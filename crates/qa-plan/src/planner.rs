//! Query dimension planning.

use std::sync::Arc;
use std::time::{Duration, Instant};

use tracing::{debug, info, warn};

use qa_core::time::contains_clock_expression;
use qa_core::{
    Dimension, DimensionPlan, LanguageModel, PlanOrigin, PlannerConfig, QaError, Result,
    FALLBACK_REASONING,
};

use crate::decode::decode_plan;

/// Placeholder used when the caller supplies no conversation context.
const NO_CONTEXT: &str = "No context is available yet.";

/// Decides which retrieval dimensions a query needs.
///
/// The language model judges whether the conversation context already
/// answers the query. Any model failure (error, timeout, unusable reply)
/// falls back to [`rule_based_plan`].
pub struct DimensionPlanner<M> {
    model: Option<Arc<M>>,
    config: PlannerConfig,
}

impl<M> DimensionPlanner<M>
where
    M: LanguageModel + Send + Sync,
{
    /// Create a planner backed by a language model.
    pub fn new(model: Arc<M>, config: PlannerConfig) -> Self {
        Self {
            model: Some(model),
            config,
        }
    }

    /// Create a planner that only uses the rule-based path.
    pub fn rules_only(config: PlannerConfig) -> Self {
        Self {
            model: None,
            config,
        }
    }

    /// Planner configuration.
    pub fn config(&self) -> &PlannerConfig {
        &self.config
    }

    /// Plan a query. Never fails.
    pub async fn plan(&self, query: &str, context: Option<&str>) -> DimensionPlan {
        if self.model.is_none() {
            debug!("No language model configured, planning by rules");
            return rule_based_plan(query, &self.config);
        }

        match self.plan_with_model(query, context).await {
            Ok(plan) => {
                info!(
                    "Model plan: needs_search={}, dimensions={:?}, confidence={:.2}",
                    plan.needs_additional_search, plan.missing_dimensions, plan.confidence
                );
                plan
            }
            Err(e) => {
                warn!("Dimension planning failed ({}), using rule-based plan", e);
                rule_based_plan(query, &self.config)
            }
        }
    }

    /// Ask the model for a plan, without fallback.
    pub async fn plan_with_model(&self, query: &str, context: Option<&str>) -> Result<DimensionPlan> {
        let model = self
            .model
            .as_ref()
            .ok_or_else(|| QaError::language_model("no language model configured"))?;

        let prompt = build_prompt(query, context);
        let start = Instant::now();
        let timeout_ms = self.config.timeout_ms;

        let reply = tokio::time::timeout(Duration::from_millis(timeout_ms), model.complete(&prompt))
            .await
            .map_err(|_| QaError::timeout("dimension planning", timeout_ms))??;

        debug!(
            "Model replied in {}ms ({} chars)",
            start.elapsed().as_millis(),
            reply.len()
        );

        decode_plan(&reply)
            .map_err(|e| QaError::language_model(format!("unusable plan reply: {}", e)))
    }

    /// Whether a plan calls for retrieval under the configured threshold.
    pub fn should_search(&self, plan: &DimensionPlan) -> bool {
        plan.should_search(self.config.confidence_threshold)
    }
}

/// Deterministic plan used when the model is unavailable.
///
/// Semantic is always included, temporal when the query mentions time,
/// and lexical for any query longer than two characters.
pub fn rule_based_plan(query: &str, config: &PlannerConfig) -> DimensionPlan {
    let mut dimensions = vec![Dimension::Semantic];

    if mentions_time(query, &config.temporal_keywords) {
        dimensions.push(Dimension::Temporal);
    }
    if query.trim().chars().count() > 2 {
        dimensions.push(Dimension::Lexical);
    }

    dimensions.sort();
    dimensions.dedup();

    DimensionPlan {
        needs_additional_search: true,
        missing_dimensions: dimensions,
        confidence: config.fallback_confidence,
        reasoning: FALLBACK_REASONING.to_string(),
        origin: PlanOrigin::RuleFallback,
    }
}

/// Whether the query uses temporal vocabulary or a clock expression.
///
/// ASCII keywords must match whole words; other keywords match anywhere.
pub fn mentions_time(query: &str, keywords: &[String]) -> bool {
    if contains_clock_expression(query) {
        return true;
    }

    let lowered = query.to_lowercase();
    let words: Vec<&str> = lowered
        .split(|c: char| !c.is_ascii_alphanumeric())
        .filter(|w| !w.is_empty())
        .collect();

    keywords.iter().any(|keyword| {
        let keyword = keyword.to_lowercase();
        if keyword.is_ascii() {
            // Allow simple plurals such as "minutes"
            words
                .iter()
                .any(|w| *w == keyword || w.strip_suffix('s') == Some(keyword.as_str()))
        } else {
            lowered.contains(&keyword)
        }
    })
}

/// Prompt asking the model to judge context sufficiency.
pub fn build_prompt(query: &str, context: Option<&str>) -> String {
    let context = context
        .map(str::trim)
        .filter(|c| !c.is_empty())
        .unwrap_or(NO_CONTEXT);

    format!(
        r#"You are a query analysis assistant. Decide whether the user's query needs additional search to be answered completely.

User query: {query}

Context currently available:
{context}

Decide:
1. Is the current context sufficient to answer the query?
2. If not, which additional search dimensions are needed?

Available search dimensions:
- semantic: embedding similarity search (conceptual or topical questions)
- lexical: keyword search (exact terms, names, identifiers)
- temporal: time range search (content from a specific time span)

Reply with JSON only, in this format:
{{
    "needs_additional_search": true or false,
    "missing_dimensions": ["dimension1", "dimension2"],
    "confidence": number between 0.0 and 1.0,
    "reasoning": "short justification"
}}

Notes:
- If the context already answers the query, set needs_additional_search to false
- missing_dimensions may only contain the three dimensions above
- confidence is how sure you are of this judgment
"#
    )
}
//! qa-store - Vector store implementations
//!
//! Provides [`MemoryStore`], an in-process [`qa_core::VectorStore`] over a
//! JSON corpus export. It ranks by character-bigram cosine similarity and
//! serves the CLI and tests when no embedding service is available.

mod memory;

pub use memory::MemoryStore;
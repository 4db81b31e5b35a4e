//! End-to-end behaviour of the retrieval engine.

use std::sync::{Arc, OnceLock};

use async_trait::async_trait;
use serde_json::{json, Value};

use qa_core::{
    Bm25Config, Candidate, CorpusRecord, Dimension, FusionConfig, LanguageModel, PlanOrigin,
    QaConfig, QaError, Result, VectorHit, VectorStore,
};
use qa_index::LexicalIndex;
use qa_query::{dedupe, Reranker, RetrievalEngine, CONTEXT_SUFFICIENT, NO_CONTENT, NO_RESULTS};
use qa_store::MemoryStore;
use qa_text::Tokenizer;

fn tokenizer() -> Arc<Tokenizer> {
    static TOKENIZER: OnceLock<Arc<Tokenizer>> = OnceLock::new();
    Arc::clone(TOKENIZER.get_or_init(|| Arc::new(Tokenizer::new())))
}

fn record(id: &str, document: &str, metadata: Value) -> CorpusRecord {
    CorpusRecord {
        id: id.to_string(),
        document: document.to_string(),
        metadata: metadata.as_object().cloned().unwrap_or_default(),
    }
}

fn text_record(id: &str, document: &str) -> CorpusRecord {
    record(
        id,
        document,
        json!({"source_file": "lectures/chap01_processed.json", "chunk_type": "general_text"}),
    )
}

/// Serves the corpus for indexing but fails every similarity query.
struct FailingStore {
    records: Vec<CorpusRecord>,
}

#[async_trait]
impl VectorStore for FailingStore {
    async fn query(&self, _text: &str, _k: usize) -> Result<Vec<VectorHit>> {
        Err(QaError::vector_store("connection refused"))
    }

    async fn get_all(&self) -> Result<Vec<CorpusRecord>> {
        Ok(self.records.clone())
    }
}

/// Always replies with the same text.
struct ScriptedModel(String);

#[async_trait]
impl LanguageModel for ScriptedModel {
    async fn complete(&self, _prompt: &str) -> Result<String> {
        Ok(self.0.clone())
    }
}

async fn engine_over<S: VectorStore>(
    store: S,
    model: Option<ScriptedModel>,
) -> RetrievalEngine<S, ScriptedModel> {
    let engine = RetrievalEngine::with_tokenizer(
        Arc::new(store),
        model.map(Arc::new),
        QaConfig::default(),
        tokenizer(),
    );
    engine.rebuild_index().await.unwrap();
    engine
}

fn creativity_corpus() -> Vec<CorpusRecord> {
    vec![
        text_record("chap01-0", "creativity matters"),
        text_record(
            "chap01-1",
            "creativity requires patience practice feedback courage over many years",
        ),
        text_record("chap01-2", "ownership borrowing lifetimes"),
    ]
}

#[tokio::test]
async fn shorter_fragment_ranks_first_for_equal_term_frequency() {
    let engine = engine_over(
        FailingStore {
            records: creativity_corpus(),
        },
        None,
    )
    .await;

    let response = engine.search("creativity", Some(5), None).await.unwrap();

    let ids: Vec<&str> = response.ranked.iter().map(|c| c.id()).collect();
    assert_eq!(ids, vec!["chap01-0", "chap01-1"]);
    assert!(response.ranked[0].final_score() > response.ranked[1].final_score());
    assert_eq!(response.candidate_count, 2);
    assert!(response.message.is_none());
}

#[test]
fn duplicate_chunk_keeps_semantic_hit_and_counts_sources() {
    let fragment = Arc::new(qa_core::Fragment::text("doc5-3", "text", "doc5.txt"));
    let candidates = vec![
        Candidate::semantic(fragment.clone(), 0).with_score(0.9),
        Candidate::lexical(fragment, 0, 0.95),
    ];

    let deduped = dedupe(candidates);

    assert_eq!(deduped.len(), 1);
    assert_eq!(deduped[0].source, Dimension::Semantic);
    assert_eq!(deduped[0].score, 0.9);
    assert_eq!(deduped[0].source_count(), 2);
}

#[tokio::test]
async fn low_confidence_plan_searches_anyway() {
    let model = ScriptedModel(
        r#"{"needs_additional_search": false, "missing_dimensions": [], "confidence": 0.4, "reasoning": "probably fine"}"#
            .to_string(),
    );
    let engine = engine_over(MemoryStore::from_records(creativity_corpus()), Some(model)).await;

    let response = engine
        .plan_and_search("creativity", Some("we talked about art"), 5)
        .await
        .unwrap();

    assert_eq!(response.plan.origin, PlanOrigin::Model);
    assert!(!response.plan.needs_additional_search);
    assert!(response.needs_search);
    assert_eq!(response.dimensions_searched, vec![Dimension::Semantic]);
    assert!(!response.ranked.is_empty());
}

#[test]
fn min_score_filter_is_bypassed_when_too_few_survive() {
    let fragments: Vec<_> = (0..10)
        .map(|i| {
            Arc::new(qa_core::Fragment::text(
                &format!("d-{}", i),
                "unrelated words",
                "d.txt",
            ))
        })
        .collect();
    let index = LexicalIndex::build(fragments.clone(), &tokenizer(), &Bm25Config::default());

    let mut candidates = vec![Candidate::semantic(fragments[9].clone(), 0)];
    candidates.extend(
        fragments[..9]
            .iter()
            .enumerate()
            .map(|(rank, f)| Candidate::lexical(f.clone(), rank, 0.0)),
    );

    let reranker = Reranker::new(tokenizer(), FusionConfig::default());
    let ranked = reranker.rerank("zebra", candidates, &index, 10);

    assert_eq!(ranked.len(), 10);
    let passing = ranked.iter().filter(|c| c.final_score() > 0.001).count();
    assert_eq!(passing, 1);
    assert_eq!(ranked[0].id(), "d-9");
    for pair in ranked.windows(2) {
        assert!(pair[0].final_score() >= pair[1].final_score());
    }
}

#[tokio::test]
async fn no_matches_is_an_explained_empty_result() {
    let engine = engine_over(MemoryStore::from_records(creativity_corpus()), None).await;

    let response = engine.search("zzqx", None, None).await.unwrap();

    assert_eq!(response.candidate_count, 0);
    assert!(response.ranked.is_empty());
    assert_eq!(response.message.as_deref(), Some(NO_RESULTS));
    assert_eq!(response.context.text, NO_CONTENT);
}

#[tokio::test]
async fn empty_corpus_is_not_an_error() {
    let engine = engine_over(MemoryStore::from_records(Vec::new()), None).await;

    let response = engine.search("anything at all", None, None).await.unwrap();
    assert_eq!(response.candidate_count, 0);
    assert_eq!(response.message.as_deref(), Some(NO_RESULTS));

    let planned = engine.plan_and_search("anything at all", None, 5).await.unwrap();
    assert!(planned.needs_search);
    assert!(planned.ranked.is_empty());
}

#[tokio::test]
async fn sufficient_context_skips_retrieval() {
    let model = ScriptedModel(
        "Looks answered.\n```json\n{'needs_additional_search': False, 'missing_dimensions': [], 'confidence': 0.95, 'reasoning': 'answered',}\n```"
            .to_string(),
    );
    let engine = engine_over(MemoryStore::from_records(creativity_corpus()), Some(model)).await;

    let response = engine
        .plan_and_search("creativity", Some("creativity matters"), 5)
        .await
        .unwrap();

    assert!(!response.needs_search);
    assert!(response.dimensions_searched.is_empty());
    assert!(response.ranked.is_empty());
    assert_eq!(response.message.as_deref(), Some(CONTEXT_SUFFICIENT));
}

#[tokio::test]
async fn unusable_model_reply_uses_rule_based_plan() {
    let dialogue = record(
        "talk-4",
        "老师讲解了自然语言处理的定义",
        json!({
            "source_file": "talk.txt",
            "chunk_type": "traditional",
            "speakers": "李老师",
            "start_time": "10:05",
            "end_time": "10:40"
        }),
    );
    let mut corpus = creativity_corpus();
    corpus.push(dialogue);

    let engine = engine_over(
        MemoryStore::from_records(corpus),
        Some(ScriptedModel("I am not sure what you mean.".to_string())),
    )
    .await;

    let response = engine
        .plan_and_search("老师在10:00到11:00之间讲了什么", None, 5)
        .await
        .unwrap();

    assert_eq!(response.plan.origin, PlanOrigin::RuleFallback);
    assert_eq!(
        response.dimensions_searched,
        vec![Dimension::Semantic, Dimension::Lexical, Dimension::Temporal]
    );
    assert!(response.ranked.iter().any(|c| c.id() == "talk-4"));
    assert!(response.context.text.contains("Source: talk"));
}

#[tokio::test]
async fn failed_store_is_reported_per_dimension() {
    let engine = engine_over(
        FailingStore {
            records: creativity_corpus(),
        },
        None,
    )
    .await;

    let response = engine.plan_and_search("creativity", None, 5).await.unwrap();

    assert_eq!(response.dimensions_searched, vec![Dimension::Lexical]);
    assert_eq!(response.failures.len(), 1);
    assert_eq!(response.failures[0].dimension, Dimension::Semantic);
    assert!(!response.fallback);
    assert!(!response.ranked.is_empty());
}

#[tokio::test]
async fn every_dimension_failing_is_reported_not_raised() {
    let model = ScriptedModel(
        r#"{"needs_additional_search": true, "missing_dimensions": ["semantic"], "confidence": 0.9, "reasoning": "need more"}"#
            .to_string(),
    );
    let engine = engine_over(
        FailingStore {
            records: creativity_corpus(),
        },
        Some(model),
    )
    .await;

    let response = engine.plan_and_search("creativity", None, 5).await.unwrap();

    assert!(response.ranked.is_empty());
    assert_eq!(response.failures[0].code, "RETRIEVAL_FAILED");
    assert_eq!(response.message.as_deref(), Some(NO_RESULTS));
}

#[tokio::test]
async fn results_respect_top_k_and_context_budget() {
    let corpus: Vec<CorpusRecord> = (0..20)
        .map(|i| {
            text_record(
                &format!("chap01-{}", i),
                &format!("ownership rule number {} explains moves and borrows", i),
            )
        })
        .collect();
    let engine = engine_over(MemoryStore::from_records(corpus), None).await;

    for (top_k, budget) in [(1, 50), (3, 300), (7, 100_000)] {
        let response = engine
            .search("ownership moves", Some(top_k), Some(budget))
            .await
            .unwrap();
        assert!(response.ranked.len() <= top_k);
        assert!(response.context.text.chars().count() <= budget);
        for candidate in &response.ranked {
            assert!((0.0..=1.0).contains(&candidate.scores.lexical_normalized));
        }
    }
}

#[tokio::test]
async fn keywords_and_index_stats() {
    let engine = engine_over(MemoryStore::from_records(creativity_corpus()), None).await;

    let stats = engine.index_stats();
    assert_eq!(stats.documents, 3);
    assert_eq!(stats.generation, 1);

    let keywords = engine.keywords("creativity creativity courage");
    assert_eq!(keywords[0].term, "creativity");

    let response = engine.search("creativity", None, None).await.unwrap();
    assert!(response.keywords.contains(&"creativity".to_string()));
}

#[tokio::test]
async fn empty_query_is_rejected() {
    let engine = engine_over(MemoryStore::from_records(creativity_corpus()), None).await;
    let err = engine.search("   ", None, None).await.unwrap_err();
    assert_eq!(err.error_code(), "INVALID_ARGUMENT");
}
┄┄┄┄┄┄┄┄┄┄┄┄┄┄┄┄┄┄┄┄
■ **TASK OBJECTIVE**
Copy each line above that contains the word "Value".

■ **TASK SOLUTION**
use serde_json::{json, Value};
fn record(id: &str, document: &str, metadata: Value) -> CorpusRecord {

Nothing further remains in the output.